▸ **Problem description**
Filter the data for "largest" and copy matching lines.

▸ **Data for the task**
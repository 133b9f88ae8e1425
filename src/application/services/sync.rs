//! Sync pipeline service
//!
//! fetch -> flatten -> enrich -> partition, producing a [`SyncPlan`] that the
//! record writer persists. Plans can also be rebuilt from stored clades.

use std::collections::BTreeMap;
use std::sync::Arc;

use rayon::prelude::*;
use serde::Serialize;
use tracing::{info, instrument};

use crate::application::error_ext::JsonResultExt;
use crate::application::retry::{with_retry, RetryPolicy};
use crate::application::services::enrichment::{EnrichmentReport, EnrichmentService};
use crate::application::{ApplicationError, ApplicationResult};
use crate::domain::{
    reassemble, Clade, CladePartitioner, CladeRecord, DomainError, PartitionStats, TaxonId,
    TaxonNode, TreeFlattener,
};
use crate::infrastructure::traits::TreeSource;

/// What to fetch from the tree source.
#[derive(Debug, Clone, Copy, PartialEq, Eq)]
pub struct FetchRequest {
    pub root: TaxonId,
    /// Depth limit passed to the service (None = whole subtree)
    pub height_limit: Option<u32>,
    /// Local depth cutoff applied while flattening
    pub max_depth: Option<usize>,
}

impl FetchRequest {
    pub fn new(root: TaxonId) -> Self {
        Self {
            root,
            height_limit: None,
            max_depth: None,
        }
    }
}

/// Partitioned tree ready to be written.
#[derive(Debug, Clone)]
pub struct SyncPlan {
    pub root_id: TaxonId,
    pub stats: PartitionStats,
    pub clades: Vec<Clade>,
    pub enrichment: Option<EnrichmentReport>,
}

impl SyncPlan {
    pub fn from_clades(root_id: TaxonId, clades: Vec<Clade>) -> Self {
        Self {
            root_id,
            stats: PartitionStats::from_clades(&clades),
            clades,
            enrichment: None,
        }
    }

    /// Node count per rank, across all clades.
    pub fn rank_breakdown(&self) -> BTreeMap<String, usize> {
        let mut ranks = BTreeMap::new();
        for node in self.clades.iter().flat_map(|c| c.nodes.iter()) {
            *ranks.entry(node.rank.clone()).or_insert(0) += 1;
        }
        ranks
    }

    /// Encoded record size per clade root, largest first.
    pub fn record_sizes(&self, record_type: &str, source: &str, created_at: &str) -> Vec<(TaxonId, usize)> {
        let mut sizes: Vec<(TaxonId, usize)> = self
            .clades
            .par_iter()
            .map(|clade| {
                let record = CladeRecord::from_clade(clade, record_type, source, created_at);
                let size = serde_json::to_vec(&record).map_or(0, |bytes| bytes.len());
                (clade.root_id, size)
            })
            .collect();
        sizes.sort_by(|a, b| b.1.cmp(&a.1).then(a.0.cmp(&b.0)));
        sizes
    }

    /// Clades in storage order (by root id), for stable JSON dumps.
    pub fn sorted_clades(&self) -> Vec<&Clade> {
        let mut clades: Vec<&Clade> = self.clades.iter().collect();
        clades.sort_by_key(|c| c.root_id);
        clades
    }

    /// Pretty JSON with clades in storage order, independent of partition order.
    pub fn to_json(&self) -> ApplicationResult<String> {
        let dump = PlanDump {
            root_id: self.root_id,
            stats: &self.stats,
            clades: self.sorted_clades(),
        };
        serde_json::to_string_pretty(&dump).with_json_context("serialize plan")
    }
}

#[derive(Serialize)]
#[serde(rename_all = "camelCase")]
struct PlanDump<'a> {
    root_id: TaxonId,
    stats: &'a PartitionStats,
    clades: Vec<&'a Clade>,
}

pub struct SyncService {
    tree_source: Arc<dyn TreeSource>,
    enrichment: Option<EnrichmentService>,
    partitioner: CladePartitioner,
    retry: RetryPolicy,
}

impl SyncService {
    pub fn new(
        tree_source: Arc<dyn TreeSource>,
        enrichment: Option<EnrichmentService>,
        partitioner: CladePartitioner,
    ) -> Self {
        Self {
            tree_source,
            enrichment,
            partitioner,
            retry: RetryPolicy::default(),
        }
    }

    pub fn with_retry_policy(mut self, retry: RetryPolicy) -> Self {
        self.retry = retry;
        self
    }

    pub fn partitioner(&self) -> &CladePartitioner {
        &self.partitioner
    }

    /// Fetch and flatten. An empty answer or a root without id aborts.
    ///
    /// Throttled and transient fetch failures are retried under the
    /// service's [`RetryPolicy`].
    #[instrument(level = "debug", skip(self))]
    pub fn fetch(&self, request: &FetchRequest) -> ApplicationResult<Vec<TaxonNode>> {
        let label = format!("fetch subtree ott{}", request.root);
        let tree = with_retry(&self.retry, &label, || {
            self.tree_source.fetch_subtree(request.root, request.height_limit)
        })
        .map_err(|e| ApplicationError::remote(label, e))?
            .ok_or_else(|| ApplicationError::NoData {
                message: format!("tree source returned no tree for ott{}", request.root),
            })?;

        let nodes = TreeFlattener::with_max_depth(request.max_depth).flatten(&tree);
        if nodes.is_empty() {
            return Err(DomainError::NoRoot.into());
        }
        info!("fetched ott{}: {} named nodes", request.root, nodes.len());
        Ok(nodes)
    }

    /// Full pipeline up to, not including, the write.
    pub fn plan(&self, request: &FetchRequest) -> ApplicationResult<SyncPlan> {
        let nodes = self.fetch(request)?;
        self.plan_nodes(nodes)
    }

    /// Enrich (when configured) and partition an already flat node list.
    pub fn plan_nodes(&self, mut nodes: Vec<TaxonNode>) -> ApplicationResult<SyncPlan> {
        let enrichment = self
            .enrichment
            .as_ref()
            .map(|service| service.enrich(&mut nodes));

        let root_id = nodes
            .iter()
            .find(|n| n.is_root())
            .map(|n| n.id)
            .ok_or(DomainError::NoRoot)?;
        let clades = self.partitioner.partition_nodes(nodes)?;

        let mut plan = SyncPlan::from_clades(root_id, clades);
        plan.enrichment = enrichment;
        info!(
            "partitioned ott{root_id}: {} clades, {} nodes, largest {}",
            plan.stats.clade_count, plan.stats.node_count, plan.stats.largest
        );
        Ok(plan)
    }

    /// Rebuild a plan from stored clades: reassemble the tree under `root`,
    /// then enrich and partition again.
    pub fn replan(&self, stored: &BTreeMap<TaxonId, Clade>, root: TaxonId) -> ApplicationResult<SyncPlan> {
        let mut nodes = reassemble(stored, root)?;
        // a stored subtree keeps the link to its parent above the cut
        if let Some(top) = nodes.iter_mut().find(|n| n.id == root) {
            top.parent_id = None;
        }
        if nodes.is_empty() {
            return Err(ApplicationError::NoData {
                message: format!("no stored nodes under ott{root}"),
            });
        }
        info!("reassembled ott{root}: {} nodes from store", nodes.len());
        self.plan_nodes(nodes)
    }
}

▸ **Answer space**
    /// Encoded record size per clade root, largest first.
            "partitioned ott{root_id}: {} clades, {} nodes, largest {}",
            plan.stats.clade_count, plan.stats.node_count, plan.stats.largest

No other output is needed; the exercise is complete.